• _Task goal_: Find each line of the material below in which the word "buttons" occurs, and return it.

• _Working data_:

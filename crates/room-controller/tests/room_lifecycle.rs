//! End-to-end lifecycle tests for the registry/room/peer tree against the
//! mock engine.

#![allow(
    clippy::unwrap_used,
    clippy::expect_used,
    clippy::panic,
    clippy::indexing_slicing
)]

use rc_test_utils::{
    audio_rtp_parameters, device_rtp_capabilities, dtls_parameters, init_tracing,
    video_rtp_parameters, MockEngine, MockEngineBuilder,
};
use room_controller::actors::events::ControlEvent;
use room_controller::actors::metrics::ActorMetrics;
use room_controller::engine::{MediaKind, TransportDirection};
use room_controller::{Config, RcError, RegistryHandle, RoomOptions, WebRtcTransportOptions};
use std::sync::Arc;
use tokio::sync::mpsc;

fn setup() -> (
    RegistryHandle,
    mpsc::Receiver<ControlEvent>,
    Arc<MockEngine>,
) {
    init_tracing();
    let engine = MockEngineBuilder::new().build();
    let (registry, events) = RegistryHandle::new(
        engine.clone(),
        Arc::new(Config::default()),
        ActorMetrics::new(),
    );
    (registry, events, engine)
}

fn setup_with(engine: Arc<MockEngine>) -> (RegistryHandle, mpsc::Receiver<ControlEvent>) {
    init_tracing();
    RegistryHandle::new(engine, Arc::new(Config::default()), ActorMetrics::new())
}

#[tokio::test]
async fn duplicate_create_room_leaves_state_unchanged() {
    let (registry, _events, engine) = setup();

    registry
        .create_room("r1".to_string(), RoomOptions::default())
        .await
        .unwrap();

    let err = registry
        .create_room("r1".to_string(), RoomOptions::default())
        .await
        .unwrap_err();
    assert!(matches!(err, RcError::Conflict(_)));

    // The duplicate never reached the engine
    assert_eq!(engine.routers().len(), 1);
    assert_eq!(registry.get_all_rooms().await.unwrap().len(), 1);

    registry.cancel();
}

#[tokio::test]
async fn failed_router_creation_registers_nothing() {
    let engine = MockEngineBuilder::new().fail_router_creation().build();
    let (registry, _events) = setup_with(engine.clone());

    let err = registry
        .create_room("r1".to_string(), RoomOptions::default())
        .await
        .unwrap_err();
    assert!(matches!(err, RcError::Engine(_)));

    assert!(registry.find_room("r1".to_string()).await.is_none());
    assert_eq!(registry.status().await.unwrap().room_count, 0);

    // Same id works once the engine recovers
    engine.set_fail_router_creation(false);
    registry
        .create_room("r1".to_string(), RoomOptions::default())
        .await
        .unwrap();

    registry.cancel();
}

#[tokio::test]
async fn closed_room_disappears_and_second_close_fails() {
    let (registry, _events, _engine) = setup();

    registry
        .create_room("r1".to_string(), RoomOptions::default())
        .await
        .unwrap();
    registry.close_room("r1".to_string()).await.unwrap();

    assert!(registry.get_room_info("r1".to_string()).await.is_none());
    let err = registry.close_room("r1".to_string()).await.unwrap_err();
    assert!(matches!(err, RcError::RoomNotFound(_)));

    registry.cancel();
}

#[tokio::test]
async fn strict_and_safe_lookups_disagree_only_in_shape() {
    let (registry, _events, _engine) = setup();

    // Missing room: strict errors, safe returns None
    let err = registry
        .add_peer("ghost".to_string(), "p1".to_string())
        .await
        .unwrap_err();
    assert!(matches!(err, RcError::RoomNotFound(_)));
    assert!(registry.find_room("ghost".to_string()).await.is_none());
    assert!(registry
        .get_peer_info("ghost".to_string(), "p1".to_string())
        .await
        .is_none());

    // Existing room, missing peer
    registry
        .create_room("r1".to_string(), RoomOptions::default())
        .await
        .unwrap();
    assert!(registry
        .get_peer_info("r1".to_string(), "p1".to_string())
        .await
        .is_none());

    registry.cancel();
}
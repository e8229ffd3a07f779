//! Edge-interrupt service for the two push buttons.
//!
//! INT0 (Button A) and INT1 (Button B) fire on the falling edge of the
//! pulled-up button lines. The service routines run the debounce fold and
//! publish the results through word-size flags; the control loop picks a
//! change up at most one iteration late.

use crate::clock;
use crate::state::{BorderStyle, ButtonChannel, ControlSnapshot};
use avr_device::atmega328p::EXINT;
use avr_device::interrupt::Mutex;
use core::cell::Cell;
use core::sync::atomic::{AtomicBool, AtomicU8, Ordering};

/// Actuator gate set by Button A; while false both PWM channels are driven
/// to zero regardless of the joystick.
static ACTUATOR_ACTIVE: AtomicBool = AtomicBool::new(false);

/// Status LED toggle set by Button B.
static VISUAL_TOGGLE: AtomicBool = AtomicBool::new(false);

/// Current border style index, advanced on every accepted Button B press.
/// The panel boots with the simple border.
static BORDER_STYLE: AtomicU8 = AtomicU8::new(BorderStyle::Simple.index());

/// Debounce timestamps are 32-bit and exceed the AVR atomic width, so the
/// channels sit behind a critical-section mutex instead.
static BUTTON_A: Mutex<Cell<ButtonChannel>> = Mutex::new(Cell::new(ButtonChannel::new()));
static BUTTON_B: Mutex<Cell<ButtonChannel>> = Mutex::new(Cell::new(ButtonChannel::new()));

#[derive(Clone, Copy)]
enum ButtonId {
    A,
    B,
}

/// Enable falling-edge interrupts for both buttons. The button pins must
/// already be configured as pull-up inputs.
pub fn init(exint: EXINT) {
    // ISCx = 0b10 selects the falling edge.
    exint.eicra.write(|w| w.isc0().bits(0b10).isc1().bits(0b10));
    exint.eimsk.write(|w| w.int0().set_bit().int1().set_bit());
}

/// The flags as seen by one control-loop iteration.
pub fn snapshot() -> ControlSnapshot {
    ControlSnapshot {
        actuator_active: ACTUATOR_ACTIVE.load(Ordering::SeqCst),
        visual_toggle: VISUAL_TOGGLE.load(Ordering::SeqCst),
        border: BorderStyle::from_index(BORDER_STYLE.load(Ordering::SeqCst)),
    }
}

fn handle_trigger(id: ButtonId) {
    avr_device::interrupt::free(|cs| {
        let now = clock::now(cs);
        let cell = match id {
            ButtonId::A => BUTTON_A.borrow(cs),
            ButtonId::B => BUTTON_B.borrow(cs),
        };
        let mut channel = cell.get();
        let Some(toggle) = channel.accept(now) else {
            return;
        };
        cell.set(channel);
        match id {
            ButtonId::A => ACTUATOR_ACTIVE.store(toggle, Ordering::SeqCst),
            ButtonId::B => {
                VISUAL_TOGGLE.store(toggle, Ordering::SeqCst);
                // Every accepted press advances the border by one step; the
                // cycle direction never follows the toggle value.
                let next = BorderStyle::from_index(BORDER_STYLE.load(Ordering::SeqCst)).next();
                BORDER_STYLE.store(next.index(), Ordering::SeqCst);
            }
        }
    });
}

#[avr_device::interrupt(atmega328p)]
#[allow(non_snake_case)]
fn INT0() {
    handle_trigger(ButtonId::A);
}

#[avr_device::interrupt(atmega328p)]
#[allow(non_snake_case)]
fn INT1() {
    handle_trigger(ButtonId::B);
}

• _Output of the task_:
//! Edge-interrupt service for the two push buttons.
/// Enable falling-edge interrupts for both buttons. The button pins must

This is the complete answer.